2022年3月15日

人外として想うこと

図書館に再びシオランの『生誕の災厄』をリクエストした。いうまでもなく、昨年の新装版ではなく、馴染みの1976年版である。

今日底彦さんのブログを読んでいたら、次のような言葉にぶつかった。

「苦しい. 自分が生きていることに価値が無いように思えてくる.」

次のような記述もある

「シモーヌ・ヴェイユ『重力と恩寵』から「真空と補償作用」の節.まるで今の自分の苦しみと, それに伴う醜い感情のことを言い当てられているようで読んでいて引き込まれた.
”それは、重力のように圧倒的にのしかかる。どうして、そこから解き放たれるだろうか。
重力のようなものから、どうして、解き放たれるだろうか。”」

シモーヌ・ヴェイユはショーペンハウエルやエミール・シオランのような厭世観を徹底的に嫌悪した。底彦さんがヴェイユに救いを求めているとき、わたしは、彼女が嫌い抜いた同時代のフランスの思想家の本を、またもや手に取ろうとしている。

無論人間存在として、シモーヌ・ヴェイユの生き方が、シオランやショーペンハウエルのそれよりも遥かに崇高で気高いことは言を俟たない。
人間としてのショーペンハウエルやエミール・シオラン、或いはフェルナンド・ペソアを、わたしはどうしても好きになれない。けれども同時に、わたしには「生」を肯定することができない・・・


「自分が生きていることに価値が無いように思えてくる.」

底彦さんのこの言葉を読んで感じたことは、そもそもわれわれ人間、更にはこの地球上のすべての生命に「生きる価値」などというものははじめからないのではないかという想いだった。
人間は「生という地獄」と「死という地獄」の間をただおろおろと、まごまごと辿り、消えてゆくだけの、憐れな、悲しい被造物なのではないか。

いわゆる芸術や文化・・・「美」というものさえ、「生」と「死」、このふたつの地獄めぐりのただ中で、どのような力を持ち得るのか、わたしにはわからない。哲学も、文学も、芸術も、なにもかもが所詮は「生という地獄」のなかでは、塵芥(ちりあくた)の如き微々たる存在以外の何ものでもないのではないか。

にんげんの生にも死にも、そもそも「価値」などというものはありはしないのではないだろうか。

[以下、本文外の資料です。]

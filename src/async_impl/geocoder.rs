use super::transport::{AsyncTransport, HttpTransport};
use super::{Forward, Reverse};
use crate::provider::{retain, validate, Provider, ReverseProvider};
use crate::{
    Candidate, GeocodeRequest, GeocodingError, InvalidRequest, Location, Point, TransportConfig,
};
use async_trait::async_trait;
use std::convert::TryInto;
use tracing::{debug, warn};

/// Async forward-geocoding facade over one provider
#[derive(Debug)]
pub struct Geocoder<P, T = HttpTransport> {
    provider: P,
    transport: T,
}

impl<P> Geocoder<P, HttpTransport>
where
    P: Provider,
{
    /// Create a facade using the default HTTP transport
    pub fn new(provider: P) -> Result<Self, GeocodingError> {
        Geocoder::with_config(provider, &TransportConfig::default())
    }

    /// Create a facade using an HTTP transport built from `config`
    pub fn with_config(provider: P, config: &TransportConfig) -> Result<Self, GeocodingError> {
        Ok(Geocoder {
            provider,
            transport: HttpTransport::new(config)?,
        })
    }
}

impl<P, T> Geocoder<P, T>
where
    P: Provider,
    T: AsyncTransport,
{
    /// Create a facade sending its requests through `transport`
    pub fn with_transport(provider: P, transport: T) -> Self {
        Geocoder {
            provider,
            transport,
        }
    }

    pub fn provider(&self) -> &P {
        &self.provider
    }

    /// Geocode a request, returning the provider's candidates in provider order
    pub async fn geocode(
        &self,
        request: &GeocodeRequest,
    ) -> Result<Vec<Candidate>, GeocodingError> {
        self.run(request, None::<fn(&Candidate) -> bool>).await
    }

    /// Geocode a request and keep only the candidates matching `filter`
    pub async fn geocode_filtered<F>(
        &self,
        request: &GeocodeRequest,
        filter: F,
    ) -> Result<Vec<Candidate>, GeocodingError>
    where
        F: FnMut(&Candidate) -> bool,
    {
        self.run(request, Some(filter)).await
    }

    async fn run<F>(
        &self,
        request: &GeocodeRequest,
        filter: Option<F>,
    ) -> Result<Vec<Candidate>, GeocodingError>
    where
        F: FnMut(&Candidate) -> bool,
    {
        let name = self.provider.name();
        validate(&self.provider, request)?;
        let url = self.provider.endpoint(request);
        let query = self.provider.build_query(request);

        debug!(provider = name, url = %url, "sending geocode request");
        let body = match self.transport.get(&url, &query).await {
            Ok(body) => body,
            Err(err) => {
                warn!(provider = name, error = %err, "geocode request failed");
                return Err(err.into());
            }
        };

        let candidates = retain(self.provider.map_response(body)?, filter)?;
        debug!(provider = name, count = candidates.len(), "geocode candidates mapped");
        Ok(candidates)
    }
}

#[async_trait]
impl<P, T> Forward for Geocoder<P, T>
where
    P: Provider + Send + Sync,
    T: AsyncTransport,
{
    async fn forward(&self, request: &GeocodeRequest) -> Result<Vec<Candidate>, GeocodingError> {
        self.geocode(request).await
    }
}

/// Async reverse-geocoding facade over one provider
#[derive(Debug)]
pub struct ReverseGeocoder<P, T = HttpTransport> {
    provider: P,
    transport: T,
}

impl<P> ReverseGeocoder<P, HttpTransport>
where
    P: ReverseProvider,
{
    /// Create a facade using the default HTTP transport
    pub fn new(provider: P) -> Result<Self, GeocodingError> {
        ReverseGeocoder::with_config(provider, &TransportConfig::default())
    }

    /// Create a facade using an HTTP transport built from `config`
    pub fn with_config(provider: P, config: &TransportConfig) -> Result<Self, GeocodingError> {
        Ok(ReverseGeocoder {
            provider,
            transport: HttpTransport::new(config)?,
        })
    }
}

impl<P, T> ReverseGeocoder<P, T>
where
    P: ReverseProvider,
    T: AsyncTransport,
{
    /// Create a facade sending its requests through `transport`
    pub fn with_transport(provider: P, transport: T) -> Self {
        ReverseGeocoder {
            provider,
            transport,
        }
    }

    pub fn provider(&self) -> &P {
        &self.provider
    }

    /// Find the address at a location; `Ok(None)` when the provider has none
    pub async fn reverse_geocode<L>(
        &self,
        location: L,
    ) -> Result<Option<Candidate>, GeocodingError>
    where
        L: TryInto<Location>,
        InvalidRequest: From<L::Error>,
    {
        let location = location.try_into().map_err(InvalidRequest::from)?;
        self.lookup(&location).await
    }

    async fn lookup(&self, location: &Location) -> Result<Option<Candidate>, GeocodingError> {
        let name = self.provider.name();
        self.provider.check()?;
        let url = self.provider.reverse_endpoint();
        let query = self.provider.build_reverse_query(location);

        debug!(provider = name, url = %url, "sending reverse geocode request");
        let body = match self.transport.get(&url, &query).await {
            Ok(body) => body,
            Err(err) => {
                warn!(provider = name, error = %err, "reverse geocode request failed");
                return Err(err.into());
            }
        };

        let address = self.provider.map_reverse_response(body)?;
        Ok(address.map(|a| Candidate::new(a, Point::from(*location), None)))
    }
}

#[async_trait]
impl<P, T> Reverse for ReverseGeocoder<P, T>
where
    P: ReverseProvider + Send + Sync,
    T: AsyncTransport,
{
    async fn reverse(&self, location: &Location) -> Result<Option<Candidate>, GeocodingError> {
        self.lookup(location).await
    }
}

人間存在とは、ただ、「生」と「死」の二つの地獄の間にわたされた一本の綱の上を、こちらからあちらへと否も応もなく歩いて、再び闇の中に消えてゆくだけの憐れな存在ではないのか。
その「生」から「死」までの道のりの途中で、虚空に身を躍らせて、その悲しいダンスを終わらせ得た者たちは幸いである。

全ての人間は、遍く、「生」の「犠牲者」なのではないのだろうか?

如何にシモーヌ・ヴェイユを慕い、人間シオランを嫌おうとも、「生まれてきたことが敗北なのだ」という言葉には、有無を言わさぬ絶対的な説得力がありはしないか。


ド・ゴールが「結局は死が勝利するのだ」と嘆息した時に、時の文化相(ヌーヴェル・ヴァーグ一派ーフランソワ・トリュフォー、ゴダールなどと敵対していたが)アンドレ・マルローは、「ですが閣下、死が「ただちに」勝利するわけではありません」と応えたという。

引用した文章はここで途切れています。